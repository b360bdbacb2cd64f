// Interrupt top half
//
// Runs with every channel interrupt masked: reads the pending bitmaps, faults channels that
// raised a hardware error, masks and acknowledges each pending RX/TX channel and posts its
// deferred unit. The unit unmasks the channel when it is done.

use std::sync::Arc;

use tracing::{debug, error, trace};

use super::Executor;
use crate::api::hw::{ChannelId, ChannelKind, DeviceFamily};
use crate::dma::channel::bump;
use crate::dma::ChannelArena;

/// Deferred processing of one channel, posted by the top half.
pub(crate) trait Deferred: Send + Sync + 'static {
    fn run(self: Arc<Self>, kind: ChannelKind, ch: ChannelId);
}

/// What one top-half pass found, as channel bitmaps.
#[derive(Debug, Default, Clone, Copy, PartialEq, Eq)]
pub struct IrqStatus {
    pub rx: u64,
    pub tx: u64,
    pub general: u64,
    pub errors: u64,
    /// Channels whose deferred unit was posted (not coalesced).
    pub scheduled: u64,
}

impl IrqStatus {
    pub fn is_empty(&self) -> bool {
        (self.rx | self.tx | self.general | self.errors) == 0
    }
}

pub struct InterruptDispatcher {
    dev: Arc<dyn DeviceFamily>,
    arena: Arc<ChannelArena>,
    exec: Arc<dyn Executor>,
}

impl std::fmt::Debug for InterruptDispatcher {
    fn fmt(&self, f: &mut std::fmt::Formatter<'_>) -> std::fmt::Result {
        f.debug_struct("InterruptDispatcher").finish_non_exhaustive()
    }
}

impl InterruptDispatcher {
    pub fn new(dev: Arc<dyn DeviceFamily>, arena: Arc<ChannelArena>, exec: Arc<dyn Executor>) -> Self {
        Self { dev, arena, exec }
    }

    /// Handle one raised interrupt.
    pub(crate) fn dispatch<D: Deferred>(&self, target: &Arc<D>) -> IrqStatus {
        let mut status = IrqStatus::default();
        self.dev.mask_all();

        let pending = self.dev.pending_channels();
        let errors = self.dev.pending_error_channels();

        for ch in bits(errors) {
            status.errors |= 1 << ch;
            self.fault(ch);
        }

        for ch in bits(pending & !errors) {
            match self.arena.kind(ch) {
                Some(kind @ (ChannelKind::Rx | ChannelKind::Tx)) => {
                    if kind == ChannelKind::Rx {
                        status.rx |= 1 << ch;
                    } else {
                        status.tx |= 1 << ch;
                    }
                    if self.schedule(kind, ch, target) {
                        status.scheduled |= 1 << ch;
                    }
                }
                Some(ChannelKind::General) => {
                    status.general |= 1 << ch;
                    self.dev.clear_channel_irq(ch);
                    if let Some(c) = self.arena.counters(ch) {
                        bump(&c.interrupts);
                    }
                    debug!(channel = ch, "general channel interrupt acknowledged");
                }
                None => {
                    self.dev.clear_channel_irq(ch);
                    debug!(channel = ch, "interrupt from unknown channel");
                }
            }
        }

        self.dev.unmask_all();
        trace!(?status, "irq handled");
        status
    }

    fn schedule<D: Deferred>(&self, kind: ChannelKind, ch: ChannelId, target: &Arc<D>) -> bool {
        self.dev.mask_channel_irq(ch);
        self.dev.clear_channel_irq(ch);

        let (work, closing) = match kind {
            ChannelKind::Rx => match self.arena.rx(ch) {
                Some(c) => {
                    bump(&c.counters().interrupts);
                    (c.work(), c.is_closing() || c.is_recovering())
                }
                None => return false,
            },
            _ => match self.arena.tx(ch) {
                Some(c) => {
                    bump(&c.counters().interrupts);
                    (c.work(), c.is_closing())
                }
                None => return false,
            },
        };
        // A recovering channel is unmasked by its recovery task.
        if closing || !work.try_schedule() {
            return false;
        }
        let target = target.clone();
        self.exec.spawn(Box::new(move || target.run(kind, ch)));
        true
    }

    fn fault(&self, ch: ChannelId) {
        self.dev.mask_channel_irq(ch);
        self.dev.mask_error_irq(ch);
        self.dev.clear_error_irq(ch);
        match self.arena.kind(ch) {
            Some(ChannelKind::Rx) => {
                if let Some(c) = self.arena.rx(ch) {
                    bump(&c.counters().error_interrupts);
                    if let Some(st) = c.lock().as_mut() {
                        st.ring.set_faulted();
                    }
                }
            }
            Some(ChannelKind::Tx) => {
                if let Some(c) = self.arena.tx(ch) {
                    bump(&c.counters().error_interrupts);
                    if let Some(ring) = c.lock().as_mut() {
                        ring.set_faulted();
                    }
                }
            }
            Some(ChannelKind::General) => {
                if let Some(c) = self.arena.counters(ch) {
                    bump(&c.error_interrupts);
                }
            }
            None => {}
        }
        error!(channel = ch, "hardware error interrupt, channel left masked");
    }
}

fn bits(mut map: u64) -> impl Iterator<Item = ChannelId> {
    std::iter::from_fn(move || {
        if map == 0 {
            return None;
        }
        let ch = map.trailing_zeros();
        map &= map - 1;
        Some(ch)
    })
}
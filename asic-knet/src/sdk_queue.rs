//! Bounded queue toward the user-space SDK.
//!
//! Producers are deferred RX units and never block: a full queue rejects the packet and
//! counts the failure. The single consumer waits on a condition variable with a timeout.

use std::collections::VecDeque;
use std::sync::atomic::Ordering;
use std::sync::{Condvar, Mutex, PoisonError};
use std::time::{Duration, Instant};

use crate::dma::channel::counter_set;
use crate::rx::RxPacket;

counter_set!(
    /// Queue accounting.
    SdkQueueCounters, SdkQueueCountersSnapshot {
        enqueue_ok,
        enqueue_fail,
        dequeue_ok,
        /// Waits that expired.
        dequeue_fail,
    }
);

#[derive(Debug)]
pub struct SdkRxQueue {
    capacity: usize,
    queue: Mutex<VecDeque<RxPacket>>,
    ready: Condvar,
    counters: SdkQueueCounters,
}

impl SdkRxQueue {
    pub fn new(capacity: usize) -> Self {
        Self {
            capacity,
            queue: Mutex::new(VecDeque::with_capacity(capacity.min(1024))),
            ready: Condvar::new(),
            counters: SdkQueueCounters::default(),
        }
    }

    #[inline]
    pub fn capacity(&self) -> usize {
        self.capacity
    }

    pub fn len(&self) -> usize {
        self.queue.lock().unwrap_or_else(PoisonError::into_inner).len()
    }

    pub fn is_empty(&self) -> bool {
        self.len() == 0
    }

    /// Enqueue without blocking. A full queue hands the packet back.
    pub fn try_enqueue(&self, pkt: RxPacket) -> Result<(), RxPacket> {
        let mut q = self.queue.lock().unwrap_or_else(PoisonError::into_inner);
        if q.len() >= self.capacity {
            drop(q);
            self.counters.enqueue_fail.fetch_add(1, Ordering::Relaxed);
            return Err(pkt);
        }
        q.push_back(pkt);
        drop(q);
        self.counters.enqueue_ok.fetch_add(1, Ordering::Relaxed);
        self.ready.notify_one();
        Ok(())
    }

    /// Take the oldest packet, waiting up to `timeout`.
    pub fn dequeue_timeout(&self, timeout: Duration) -> Option<RxPacket> {
        let deadline = Instant::now() + timeout;
        let mut q = self.queue.lock().unwrap_or_else(PoisonError::into_inner);
        loop {
            if let Some(pkt) = q.pop_front() {
                self.counters.dequeue_ok.fetch_add(1, Ordering::Relaxed);
                return Some(pkt);
            }
            let now = Instant::now();
            if now >= deadline {
                self.counters.dequeue_fail.fetch_add(1, Ordering::Relaxed);
                return None;
            }
            q = self
                .ready
                .wait_timeout(q, deadline - now)
                .unwrap_or_else(PoisonError::into_inner)
                .0;
        }
    }

    /// Drop everything queued. Returns how many packets were freed.
    pub fn drain(&self) -> usize {
        let mut q = self.queue.lock().unwrap_or_else(PoisonError::into_inner);
        let n = q.len();
        q.clear();
        n
    }

    pub fn counters(&self) -> &SdkQueueCounters {
        &self.counters
    }
}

(ABOUT THIS EXERCISE):
Reproduce every line in the data that has the word "raised" in it.

(ANSWER TO THIS PROBLEM):
// raised a hardware error, masks and acknowledges each pending RX/TX channel and posts its
    /// Handle one raised interrupt.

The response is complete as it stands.